Abbaye de Keur Moussa or simply Keur Mousa, near Dakar, the capital city of the Western African nation of Senegal, is a Benedictine monastery of the Solesmes Congregation. Founded in 1961 by French monks, the monastery became an abbey in 1984. As of 2000 the monastery was home to 26 monks under the leadership of Abbot Fr Philippe Champetier de Ribes Christofle. Recordings done by Sacred Spirit Music demonstrate the monks playing the kora harp and singing, and have reached Western audiences.

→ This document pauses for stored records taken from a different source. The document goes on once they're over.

//! Type model definitions.

use beanval_core::{Annotation, TypeId, TypeName};
use std::collections::{HashMap, HashSet};
use std::fmt;

/// Declared type of a property, parameter or return value.
#[derive(Debug, Clone, PartialEq, Eq, Hash)]
pub enum ValueType {
    /// A scalar or bean type by name (`String`, `com.acme.Customer`).
    Named(TypeName),
    List(Box<ValueType>),
    Set(Box<ValueType>),
    Map(Box<ValueType>, Box<ValueType>),
    Optional(Box<ValueType>),
}

impl ValueType {
    pub fn named(name: impl Into<TypeName>) -> Self {
        ValueType::Named(name.into())
    }

    pub fn list(element: ValueType) -> Self {
        ValueType::List(Box::new(element))
    }

    pub fn set(element: ValueType) -> Self {
        ValueType::Set(Box::new(element))
    }

    pub fn map(key: ValueType, value: ValueType) -> Self {
        ValueType::Map(Box::new(key), Box::new(value))
    }

    pub fn optional(element: ValueType) -> Self {
        ValueType::Optional(Box::new(element))
    }

    /// Type of the contained elements (map values for maps).
    pub fn element_type(&self) -> Option<&ValueType> {
        match self {
            ValueType::Named(_) => None,
            ValueType::List(e) | ValueType::Set(e) | ValueType::Optional(e) => Some(e),
            ValueType::Map(_, v) => Some(v),
        }
    }

    /// The named type, looking through containers.
    pub fn innermost(&self) -> &TypeName {
        match self {
            ValueType::Named(name) => name,
            ValueType::List(e) | ValueType::Set(e) | ValueType::Optional(e) => e.innermost(),
            ValueType::Map(_, v) => v.innermost(),
        }
    }

    /// Returns true for list, set, map and optional types.
    pub fn is_container(&self) -> bool {
        !matches!(self, ValueType::Named(_))
    }
}

impl fmt::Display for ValueType {
    fn fmt(&self, f: &mut fmt::Formatter<'_>) -> fmt::Result {
        match self {
            ValueType::Named(name) => write!(f, "{}", name.simple_name()),
            ValueType::List(e) => write!(f, "List<{}>", e),
            ValueType::Set(e) => write!(f, "Set<{}>", e),
            ValueType::Map(k, v) => write!(f, "Map<{},{}>", k, v),
            ValueType::Optional(e) => write!(f, "Optional<{}>", e),
        }
    }
}

/// Method or constructor signature: name plus parameter types.
#[derive(Debug, Clone, PartialEq, Eq, Hash, PartialOrd, Ord)]
pub struct Signature {
    pub name: String,
    pub parameter_types: Vec<String>,
}

impl Signature {
    pub fn new<I, S>(name: impl Into<String>, parameter_types: I) -> Self
    where
        I: IntoIterator<Item = S>,
        S: Into<String>,
    {
        Self {
            name: name.into(),
            parameter_types: parameter_types.into_iter().map(Into::into).collect(),
        }
    }

    pub fn arity(&self) -> usize {
        self.parameter_types.len()
    }
}

impl fmt::Display for Signature {
    fn fmt(&self, f: &mut fmt::Formatter<'_>) -> fmt::Result {
        write!(f, "{}({})", self.name, self.parameter_types.join(", "))
    }
}

/// Whether a type is a class or an interface.
#[derive(Debug, Clone, Copy, PartialEq, Eq)]
pub enum TypeKind {
    Class,
    Interface,
}

/// Member visibility. Private members do not take part in overriding.
#[derive(Debug, Clone, Copy, PartialEq, Eq, Default)]
pub enum Visibility {
    #[default]
    Public,
    Private,
}

/// Executable kind.
#[derive(Debug, Clone, Copy, PartialEq, Eq, Hash)]
pub enum ExecutableKind {
    Method,
    Constructor,
}

/// A field-backed property.
#[derive(Debug, Clone)]
pub struct PropertyDef {
    pub name: String,
    pub value_type: ValueType,
    /// Annotations on the property itself.
    pub annotations: Vec<Annotation>,
    /// Annotations on the container's element type argument.
    pub element_annotations: Vec<Annotation>,
}

impl PropertyDef {
    pub fn new(name: impl Into<String>, value_type: ValueType) -> Self {
        Self {
            name: name.into(),
            value_type,
            annotations: Vec::new(),
            element_annotations: Vec::new(),
        }
    }

    pub fn annotate(mut self, annotation: Annotation) -> Self {
        self.annotations.push(annotation);
        self
    }

    pub fn annotate_element(mut self, annotation: Annotation) -> Self {
        self.element_annotations.push(annotation);
        self
    }
}

/// A method or constructor parameter.
#[derive(Debug, Clone)]
pub struct ParameterDef {
    pub name: String,
    pub value_type: ValueType,
    pub annotations: Vec<Annotation>,
    pub element_annotations: Vec<Annotation>,
}

impl ParameterDef {
    pub fn new(name: impl Into<String>, value_type: ValueType) -> Self {
        Self {
            name: name.into(),
            value_type,
            annotations: Vec::new(),
            element_annotations: Vec::new(),
        }
    }

    pub fn annotate(mut self, annotation: Annotation) -> Self {
        self.annotations.push(annotation);
        self
    }

    pub fn annotate_element(mut self, annotation: Annotation) -> Self {
        self.element_annotations.push(annotation);
        self
    }
}

/// A method declaration.
#[derive(Debug, Clone)]
pub struct MethodDef {
    pub name: String,
    pub parameters: Vec<ParameterDef>,
    /// None for void methods.
    pub return_type: Option<ValueType>,
    pub visibility: Visibility,
    /// Annotations on the method: return-value or cross-parameter constraints,
    /// `Valid` and `ConvertGroup` for the return value.
    pub annotations: Vec<Annotation>,
    /// Annotations on the return type's element type argument.
    pub return_element_annotations: Vec<Annotation>,
}

impl MethodDef {
    pub fn new(name: impl Into<String>) -> Self {
        Self {
            name: name.into(),
            parameters: Vec::new(),
            return_type: None,
            visibility: Visibility::Public,
            annotations: Vec::new(),
            return_element_annotations: Vec::new(),
        }
    }

    pub fn param(mut self, parameter: ParameterDef) -> Self {
        self.parameters.push(parameter);
        self
    }

    pub fn returns(mut self, return_type: ValueType) -> Self {
        self.return_type = Some(return_type);
        self
    }

    pub fn private(mut self) -> Self {
        self.visibility = Visibility::Private;
        self
    }

    pub fn annotate(mut self, annotation: Annotation) -> Self {
        self.annotations.push(annotation);
        self
    }

    pub fn annotate_return_element(mut self, annotation: Annotation) -> Self {
        self.return_element_annotations.push(annotation);
        self
    }

    pub fn signature(&self) -> Signature {
        Signature::new(
            self.name.clone(),
            self.parameters.iter().map(|p| p.value_type.to_string()),
        )
    }

    pub fn is_private(&self) -> bool {
        self.visibility == Visibility::Private
    }

    /// The property this method reads, for JavaBeans-style getters
    /// (`getName()`, `isActive()`).
    pub fn getter_property_name(&self) -> Option<String> {
        if !self.parameters.is_empty() || self.return_type.is_none() {
            return None;
        }
        let rest = self
            .name
            .strip_prefix("get")
            .or_else(|| self.name.strip_prefix("is"))?;
        let mut chars = rest.chars();
        let first = chars.next()?;
        if !first.is_uppercase() {
            return None;
        }
        Some(first.to_lowercase().chain(chars).collect())
    }
}

/// A constructor declaration.
#[derive(Debug, Clone, Default)]
pub struct ConstructorDef {
    pub parameters: Vec<ParameterDef>,
    /// Constraints on the created object, cross-parameter constraints, `Valid`.
    pub annotations: Vec<Annotation>,
}

impl ConstructorDef {
    pub fn new() -> Self {
        Self::default()
    }

    pub fn param(mut self, parameter: ParameterDef) -> Self {
        self.parameters.push(parameter);
        self
    }

    pub fn annotate(mut self, annotation: Annotation) -> Self {
        self.annotations.push(annotation);
        self
    }

    /// Constructors are named after the simple name of their type.
    pub fn signature(&self, owner: &TypeName) -> Signature {
        Signature::new(
            owner.simple_name(),
            self.parameters.iter().map(|p| p.value_type.to_string()),
        )
    }
}

/// Class or interface definition.
#[derive(Debug, Clone)]
pub struct TypeDef {
    /// Unique identifier.
    pub id: TypeId,
    /// Fully qualified name.
    pub name: TypeName,
    pub kind: TypeKind,
    /// Direct superclass (classes only).
    pub superclass: Option<TypeId>,
    /// Directly implemented (or, for interfaces, extended) interfaces.
    pub interfaces: Vec<TypeId>,
    /// Type-level annotations.
    pub annotations: Vec<Annotation>,
    pub properties: Vec<PropertyDef>,
    pub methods: Vec<MethodDef>,
    pub constructors: Vec<ConstructorDef>,
}

impl TypeDef {
    pub fn is_interface(&self) -> bool {
        self.kind == TypeKind::Interface
    }

    /// Direct supertypes: superclass first, then interfaces.
    pub fn parent_ids(&self) -> impl Iterator<Item = TypeId> + '_ {
        self.superclass.into_iter().chain(self.interfaces.iter().copied())
    }

    pub fn property(&self, name: &str) -> Option<&PropertyDef> {
        self.properties.iter().find(|p| p.name == name)
    }

    pub fn method(&self, signature: &Signature) -> Option<&MethodDef> {
        self.methods.iter().find(|m| &m.signature() == signature)
    }

    pub fn constructor(&self, signature: &Signature) -> Option<&ConstructorDef> {
        self.constructors
            .iter()
            .find(|c| &c.signature(&self.name) == signature)
    }

    /// First annotation with the given name.
    pub fn annotation(&self, name: &str) -> Option<&Annotation> {
        self.annotations.iter().find(|a| a.is(name))
    }
}

/// Precomputed subtype relationships.
#[derive(Debug, Default)]
pub struct SubtypeIndex {
    /// For each type, the set of all its subtypes (transitive).
    subtypes: HashMap<TypeId, HashSet<TypeId>>,
    /// For each type, the set of all its supertypes (transitive).
    supertypes: HashMap<TypeId, HashSet<TypeId>>,
}

impl SubtypeIndex {
    pub fn new() -> Self {
        Self::default()
    }

    /// Build the subtype index from type definitions.
    ///
    /// Supertypes are always registered before their subtypes, so a single
    /// pass in id order sees every parent's closure already complete.
    pub fn build(types: &HashMap<TypeId, TypeDef>) -> Self {
        let mut index = Self::new();

        let mut ids: Vec<TypeId> = types.keys().copied().collect();
        ids.sort();

        for &type_id in &ids {
            index.subtypes.entry(type_id).or_default();
            let mut closure = HashSet::new();
            if let Some(type_def) = types.get(&type_id) {
                for parent_id in type_def.parent_ids() {
                    closure.insert(parent_id);
                    if let Some(parent_closure) = index.supertypes.get(&parent_id) {
                        closure.extend(parent_closure.iter().copied());
                    }
                }
            }
            for &super_id in &closure {
                index.subtypes.entry(super_id).or_default().insert(type_id);
            }
            index.supertypes.insert(type_id, closure);
        }

        index
    }

    /// Check if `sub` is a subtype of `super_type` (reflexive).
    pub fn is_subtype(&self, sub: TypeId, super_type: TypeId) -> bool {
        if sub == super_type {
            return true;
        }
        self.supertypes
            .get(&sub)
            .map(|set| set.contains(&super_type))
            .unwrap_or(false)
    }

    /// Get all subtypes of a type (not including the type itself).
    pub fn get_subtypes(&self, type_id: TypeId) -> impl Iterator<Item = TypeId> + '_ {
        self.subtypes
            .get(&type_id)
            .into_iter()
            .flat_map(|set| set.iter().copied())
    }

    /// Get all supertypes of a type (not including the type itself).
    pub fn get_supertypes(&self, type_id: TypeId) -> impl Iterator<Item = TypeId> + '_ {
        self.supertypes
            .get(&type_id)
            .into_iter()
            .flat_map(|set| set.iter().copied())
    }
}

#[cfg(test)]
mod tests {
    use super::*;

    #[test]
    fn test_value_type_display() {
        let t = ValueType::map(ValueType::named("String"), ValueType::named("com.acme.Address"));
        assert_eq!(t.to_string(), "Map<String,Address>");
        assert_eq!(t.innermost(), &TypeName::new("com.acme.Address"));
    }

    #[test]
    fn test_method_signature() {
        let method = MethodDef::new("placeOrder")
            .param(ParameterDef::new("customer", ValueType::named("com.acme.Customer")))
            .param(ParameterDef::new("items", ValueType::list(ValueType::named("Item"))));

        assert_eq!(method.signature().to_string(), "placeOrder(Customer, List<Item>)");
        assert_eq!(method.signature().arity(), 2);
    }

    #[test]
    fn test_getter_property_name() {
        let getter = MethodDef::new("getFirstName").returns(ValueType::named("String"));
        let boolean = MethodDef::new("isActive").returns(ValueType::named("Boolean"));
        let not_getter = MethodDef::new("getter").returns(ValueType::named("String"));
        let void = MethodDef::new("getName");

        assert_eq!(getter.getter_property_name().as_deref(), Some("firstName"));
        assert_eq!(boolean.getter_property_name().as_deref(), Some("active"));
        assert_eq!(not_getter.getter_property_name(), None);
        assert_eq!(void.getter_property_name(), None);
    }
}
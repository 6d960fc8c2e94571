//! Validator factory configuration.

use crate::ValidationResult;
use beanval_metadata::MethodValidationConfig;
use serde::{Deserialize, Serialize};

/// Settings applied by a `ValidatorFactory`.
///
/// Missing keys take their default when read from JSON:
///
/// ```json
/// { "fail_fast": true, "predefined_types": ["com.acme.Order"] }
/// ```
#[derive(Debug, Clone, Default, PartialEq, Eq, Serialize, Deserialize)]
#[serde(default)]
pub struct ValidatorConfig {
    /// Stop a validation call at its first violation.
    pub fail_fast: bool,
    /// Relaxations of the rules for overridden and parallel methods.
    pub method_validation: MethodValidationConfig,
    /// Types whose metadata is built when the factory is built.
    pub predefined_types: Vec<String>,
}

impl ValidatorConfig {
    pub fn new() -> Self {
        Self::default()
    }

    pub fn from_json(json: &str) -> ValidationResult<Self> {
        Ok(serde_json::from_str(json)?)
    }

    pub fn to_json(&self) -> ValidationResult<String> {
        Ok(serde_json::to_string_pretty(self)?)
    }

    pub fn with_fail_fast(mut self, fail_fast: bool) -> Self {
        self.fail_fast = fail_fast;
        self
    }

    pub fn with_method_validation(mut self, method_validation: MethodValidationConfig) -> Self {
        self.method_validation = method_validation;
        self
    }

    pub fn with_predefined_types<I, T>(mut self, types: I) -> Self
    where
        I: IntoIterator<Item = T>,
        T: Into<String>,
    {
        self.predefined_types = types.into_iter().map(Into::into).collect();
        self
    }
}
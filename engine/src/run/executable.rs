//! Parameter and return value validation.

use super::{container_elements, BeanContext, ValidationRun};
use crate::ValidationResult;
use beanval_core::{Path, TypeName, Value};
use beanval_groups::ValidationOrder;
use beanval_metadata::{ExecutableMetaData, MetaConstraint};
use beanval_types::ExecutableKind;
use std::sync::Arc;

/// What an executable validation looks at.
#[derive(Debug, Clone, Copy)]
pub(crate) enum Target<'a> {
    Parameters(&'a [Value]),
    ReturnValue(&'a Value),
}

fn executable_path(executable: &ExecutableMetaData) -> Path {
    match executable.kind() {
        ExecutableKind::Method => Path::root().add_method(executable.name()),
        ExecutableKind::Constructor => Path::root().add_constructor(executable.name()),
    }
}

impl ValidationRun<'_> {
    /// Validate the arguments or the return value of an executable.
    ///
    /// Flat groups are validated first, constraints before cascades. Each
    /// sequence then runs step by step and stops after the first step that
    /// produced violations.
    pub(crate) fn validate_executable(
        &mut self,
        ctx: &BeanContext,
        executable: &ExecutableMetaData,
        target: Target<'_>,
        order: &ValidationOrder,
    ) -> ValidationResult<()> {
        for group in order.groups() {
            self.validate_executable_for_group(ctx, executable, target, group.defining_type())?;
            if self.should_fail_fast() {
                return Ok(());
            }
        }
        for group in order.groups() {
            self.cascade_executable(executable, target, group.defining_type())?;
            if self.should_fail_fast() {
                return Ok(());
            }
        }

        for sequence in order.sequences() {
            for step in sequence.steps() {
                let before = self.violations.len();
                for group in step {
                    self.validate_executable_for_group(ctx, executable, target, group.defining_type())?;
                    if self.should_fail_fast() {
                        return Ok(());
                    }
                    self.cascade_executable(executable, target, group.defining_type())?;
                    if self.should_fail_fast() {
                        return Ok(());
                    }
                }
                if self.violations.len() > before {
                    break;
                }
            }
        }
        Ok(())
    }

    fn validate_executable_for_group(
        &mut self,
        ctx: &BeanContext,
        executable: &ExecutableMetaData,
        target: Target<'_>,
        group: &TypeName,
    ) -> ValidationResult<()> {
        if !(group.is_default_group() && ctx.meta.is_default_group_sequence_redefined()) {
            self.validate_executable_constraints(ctx, executable, target, group)?;
            return Ok(());
        }

        // Default is replaced by the bean's own default sequence.
        let sequence = self.default_sequence(&ctx.meta, ctx.bean.as_ref())?;
        let order = self.state.generator.default_validation_order(ctx.meta.bean_type(), &sequence)?;
        for sequence in order.sequences() {
            for step in sequence.steps() {
                let before = self.violations.len();
                for member in step {
                    self.validate_executable_constraints(ctx, executable, target, member.defining_type())?;
                    if self.should_fail_fast() {
                        return Ok(());
                    }
                }
                if self.violations.len() > before {
                    return Ok(());
                }
            }
        }
        Ok(())
    }

    fn validate_executable_constraints(
        &mut self,
        ctx: &BeanContext,
        executable: &ExecutableMetaData,
        target: Target<'_>,
        group: &TypeName,
    ) -> ValidationResult<()> {
        let path = executable_path(executable);
        match target {
            Target::Parameters(arguments) => {
                if !executable.cross_parameter_constraints().is_empty() {
                    let value = Value::List(arguments.to_vec());
                    let cross_path = path.add_cross_parameter();
                    for constraint in executable.cross_parameter_constraints() {
                        self.validate_element_constraint(ctx, constraint, group, &cross_path, &path, &value)?;
                        if self.should_fail_fast() {
                            return Ok(());
                        }
                    }
                }

                for (parameter, argument) in executable.parameters().iter().zip(arguments) {
                    let parameter_path = path.add_parameter(parameter.name(), parameter.index());
                    let value = if parameter.cascading().unwrap_mode().unwraps() {
                        argument.unwrapped()
                    } else {
                        argument.clone()
                    };
                    for constraint in parameter.constraints() {
                        self.validate_element_constraint(ctx, constraint, group, &parameter_path, &parameter_path, &value)?;
                        if self.should_fail_fast() {
                            return Ok(());
                        }
                    }
                    self.validate_container_elements(ctx, parameter.element_constraints(), group, &parameter_path, argument)?;
                    if self.should_fail_fast() {
                        return Ok(());
                    }
                }
            }
            Target::ReturnValue(returned) => {
                let return_path = path.add_return_value();
                let value = if executable.return_cascading().unwrap_mode().unwraps() {
                    returned.unwrapped()
                } else {
                    returned.clone()
                };
                for constraint in executable.return_value_constraints() {
                    self.validate_element_constraint(ctx, constraint, group, &return_path, &return_path, &value)?;
                    if self.should_fail_fast() {
                        return Ok(());
                    }
                }
                self.validate_container_elements(
                    ctx,
                    executable.return_element_constraints(),
                    group,
                    &return_path,
                    returned,
                )?;
            }
        }
        Ok(())
    }

    fn validate_container_elements(
        &mut self,
        ctx: &BeanContext,
        constraints: &[Arc<MetaConstraint>],
        group: &TypeName,
        container_path: &Path,
        container: &Value,
    ) -> ValidationResult<()> {
        if constraints.is_empty() {
            return Ok(());
        }
        for (key, node, element) in container_elements(container) {
            let path = container_path.enter_element(key).add_container_element(node);
            for constraint in constraints {
                self.validate_element_constraint(ctx, constraint, group, &path, &path, &element)?;
                if self.should_fail_fast() {
                    return Ok(());
                }
            }
        }
        Ok(())
    }

    fn validate_element_constraint(
        &mut self,
        ctx: &BeanContext,
        constraint: &Arc<MetaConstraint>,
        group: &TypeName,
        path: &Path,
        custom_base: &Path,
        value: &Value,
    ) -> ValidationResult<bool> {
        if !constraint.belongs_to(group) {
            return Ok(true);
        }
        self.validate_once(ctx, constraint, path, custom_base, value)
    }

    fn cascade_executable(
        &mut self,
        executable: &ExecutableMetaData,
        target: Target<'_>,
        group: &TypeName,
    ) -> ValidationResult<()> {
        let path = executable_path(executable);
        match target {
            Target::Parameters(arguments) => {
                for (parameter, argument) in executable.parameters().iter().zip(arguments) {
                    if !parameter.cascading().is_cascading() {
                        continue;
                    }
                    let parameter_path = path.add_parameter(parameter.name(), parameter.index());
                    self.cascade_value(argument, &parameter_path, group, parameter.cascading())?;
                    if self.should_fail_fast() {
                        return Ok(());
                    }
                }
            }
            Target::ReturnValue(returned) => {
                if executable.return_cascading().is_cascading() {
                    self.cascade_value(returned, &path.add_return_value(), group, executable.return_cascading())?;
                }
            }
        }
        Ok(())
    }
}
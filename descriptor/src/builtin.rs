//! Built-in constraint definitions and annotation shorthands.

use crate::{AttributeKind, ComposingConstraint, ConstraintDefinition};
use beanval_core::Annotation;

pub const NOT_NULL: &str = "beanval.constraints.NotNull";
pub const NULL: &str = "beanval.constraints.Null";
pub const NOT_EMPTY: &str = "beanval.constraints.NotEmpty";
pub const NOT_BLANK: &str = "beanval.constraints.NotBlank";
pub const SIZE: &str = "beanval.constraints.Size";
pub const MIN: &str = "beanval.constraints.Min";
pub const MAX: &str = "beanval.constraints.Max";
pub const PATTERN: &str = "beanval.constraints.Pattern";
pub const ASSERT_TRUE: &str = "beanval.constraints.AssertTrue";
pub const ASSERT_FALSE: &str = "beanval.constraints.AssertFalse";
pub const RANGE: &str = "beanval.constraints.Range";

/// All built-in definitions, composing constraints first.
pub fn definitions() -> Vec<ConstraintDefinition> {
    vec![
        ConstraintDefinition::new(NOT_NULL).message("must not be null"),
        ConstraintDefinition::new(NULL).message("must be null"),
        ConstraintDefinition::new(NOT_EMPTY).message("must not be empty"),
        ConstraintDefinition::new(NOT_BLANK).message("must not be blank"),
        ConstraintDefinition::new(SIZE)
            .attribute("min", AttributeKind::Int, 0)
            .attribute("max", AttributeKind::Int, i64::MAX)
            .message("size must be between {min} and {max}"),
        ConstraintDefinition::new(MIN)
            .required_attribute("value", AttributeKind::Int)
            .message("must be greater than or equal to {value}"),
        ConstraintDefinition::new(MAX)
            .required_attribute("value", AttributeKind::Int)
            .message("must be less than or equal to {value}"),
        ConstraintDefinition::new(PATTERN)
            .required_attribute("regexp", AttributeKind::String)
            .message("must match \"{regexp}\""),
        ConstraintDefinition::new(ASSERT_TRUE).message("must be true"),
        ConstraintDefinition::new(ASSERT_FALSE).message("must be false"),
        ConstraintDefinition::new(RANGE)
            .attribute("min", AttributeKind::Int, 0)
            .attribute("max", AttributeKind::Int, i64::MAX)
            .message("must be between {min} and {max}")
            .composed_of(
                ComposingConstraint::new(Annotation::new(MIN).with("value", 0))
                    .override_attribute("min", "value"),
            )
            .composed_of(
                ComposingConstraint::new(Annotation::new(MAX).with("value", i64::MAX))
                    .override_attribute("max", "value"),
            )
            .report_as_single_violation(),
    ]
}

/// `@NotNull`
pub fn not_null() -> Annotation {
    Annotation::new(NOT_NULL)
}

/// `@Null`
pub fn null() -> Annotation {
    Annotation::new(NULL)
}

/// `@NotEmpty`
pub fn not_empty() -> Annotation {
    Annotation::new(NOT_EMPTY)
}

/// `@NotBlank`
pub fn not_blank() -> Annotation {
    Annotation::new(NOT_BLANK)
}

/// `@Size(min, max)`
pub fn size(min: i64, max: i64) -> Annotation {
    Annotation::new(SIZE).with("min", min).with("max", max)
}

/// `@Min(value)`
pub fn min(value: i64) -> Annotation {
    Annotation::new(MIN).with("value", value)
}

/// `@Max(value)`
pub fn max(value: i64) -> Annotation {
    Annotation::new(MAX).with("value", value)
}

/// `@Pattern(regexp)`
pub fn pattern(regexp: &str) -> Annotation {
    Annotation::new(PATTERN).with("regexp", regexp)
}

/// `@AssertTrue`
pub fn assert_true() -> Annotation {
    Annotation::new(ASSERT_TRUE)
}

/// `@AssertFalse`
pub fn assert_false() -> Annotation {
    Annotation::new(ASSERT_FALSE)
}

/// `@Range(min, max)`
pub fn range(min: i64, max: i64) -> Annotation {
    Annotation::new(RANGE).with("min", min).with("max", max)
}
//! Where constraints, cascades and group conversions may be declared.

use super::{is_constraint, is_cross_parameter, TYPE_ELEMENT};
use crate::linter::Context;
use crate::{Diagnostic, Diagnostics};
use beanval_core::{names, Annotation, AttributeValue};
use beanval_descriptor::GROUPS;
use beanval_types::{ParameterDef, TypeDef};

pub(crate) fn check(ctx: &Context<'_>, type_def: &TypeDef, diagnostics: &mut Diagnostics) {
    let mut element = Element {
        ctx,
        type_def,
        name: TYPE_ELEMENT.to_string(),
        diagnostics,
    };
    element.check_groups(&type_def.annotations);
    element.forbid_cross_parameter(&type_def.annotations, "a type");

    for property in &type_def.properties {
        element.name = property.name.clone();
        element.check_groups(&property.annotations);
        element.check_groups(&property.element_annotations);
        element.forbid_cross_parameter(&property.annotations, "a property");
        element.check_conversions(&property.annotations);

        let cascaded = property.annotations.iter().any(|a| a.is(names::VALID));
        let target = property.value_type.innermost();
        if cascaded && ctx.types.get_type_by_name(target.as_str()).is_none() {
            element.warn(format!("cascades into {}, which is not a registered type", target));
        }
    }

    for method in &type_def.methods {
        element.name = method.signature().to_string();
        element.check_groups(&method.annotations);
        element.check_groups(&method.return_element_annotations);
        element.check_conversions(&method.annotations);
        if method.return_type.is_none() {
            let constrains_return = method.annotations.iter().any(|a| {
                a.is(names::VALID) || (is_constraint(ctx, a) && !is_cross_parameter(ctx, a))
            }) || !method.return_element_annotations.is_empty();
            if constrains_return {
                element.error("void methods must not be constrained or cascaded on their return value".to_string());
            }
        }
        let signature = element.name.clone();
        element.check_parameters(&signature, &method.parameters);
    }

    for constructor in &type_def.constructors {
        element.name = constructor.signature(&type_def.name).to_string();
        element.check_groups(&constructor.annotations);
        element.check_conversions(&constructor.annotations);
        let signature = element.name.clone();
        element.check_parameters(&signature, &constructor.parameters);
    }
}

/// The member currently being checked.
struct Element<'c, 'd> {
    ctx: &'c Context<'c>,
    type_def: &'c TypeDef,
    name: String,
    diagnostics: &'d mut Diagnostics,
}

impl Element<'_, '_> {
    fn error(&mut self, message: String) {
        self.diagnostics
            .push(Diagnostic::error(self.type_def.name.as_str(), self.name.clone(), message));
    }

    fn warn(&mut self, message: String) {
        self.diagnostics
            .push(Diagnostic::warning(self.type_def.name.as_str(), self.name.clone(), message));
    }

    /// Every group a constraint names must be a registered interface.
    fn check_groups(&mut self, annotations: &[Annotation]) {
        for annotation in annotations.iter().filter(|a| is_constraint(self.ctx, a)) {
            let groups = annotation
                .attribute(GROUPS)
                .and_then(AttributeValue::as_types)
                .unwrap_or(&[]);
            for group in groups.iter().filter(|g| !g.is_default_group()) {
                if self.ctx.types.get_type_by_name(group.as_str()).is_none() {
                    self.error(format!("{} names the unknown group {}", annotation, group));
                } else if !self.ctx.types.is_interface(group) {
                    self.error(format!("{} names {} as a group, which is not an interface", annotation, group));
                }
            }
        }
    }

    fn forbid_cross_parameter(&mut self, annotations: &[Annotation], place: &str) {
        for annotation in annotations.iter().filter(|a| is_cross_parameter(self.ctx, a)) {
            self.error(format!("cross-parameter constraint {} cannot be declared on {}", annotation, place));
        }
    }

    fn check_conversions(&mut self, annotations: &[Annotation]) {
        let cascaded = annotations.iter().any(|a| a.is(names::VALID));
        if !cascaded && annotations.iter().any(|a| a.is(names::CONVERT_GROUP)) {
            self.error("group conversions require cascaded validation".to_string());
        }
    }

    fn check_parameters(&mut self, signature: &str, parameters: &[ParameterDef]) {
        for parameter in parameters {
            self.name = format!("{}#{}", signature, parameter.name);
            self.check_groups(&parameter.annotations);
            self.check_groups(&parameter.element_annotations);
            self.forbid_cross_parameter(&parameter.annotations, "a parameter");
            self.check_conversions(&parameter.annotations);
        }
        self.name = signature.to_string();
    }
}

Their music blends African rhythms and instruments with Western liturgical chant.

==History==
In 1961, nine French monks from the Abbey of Solesmes arrived in Senegal to establish a monastic foundation. In the midst of a largely Islamic country, the founding monks aimed to allow Christians the opportunity to take part in the Benedictine life of prayer and work, and to provide non-Christians with an example of such a lifestyle.

By 1984, the monastery attained complete autonomy, being raised to the rank of an abbey on January 30. Fr Philippe Champetier de Ribes Christofle was elected as the community's first abbot. Two years later, the monastery's church was solemnly dedicated.

==Apostolic Work==
The monks are primarily engaged in agricultural work: irrigation has allowed for the cultivation of various fruits (grapefruits, oranges, lemons, mangoes, bananas) and vegetables. Additionally, the monks support themselves by producing goat cheese, the traditional West African kora harp, and cassette/CD recordings.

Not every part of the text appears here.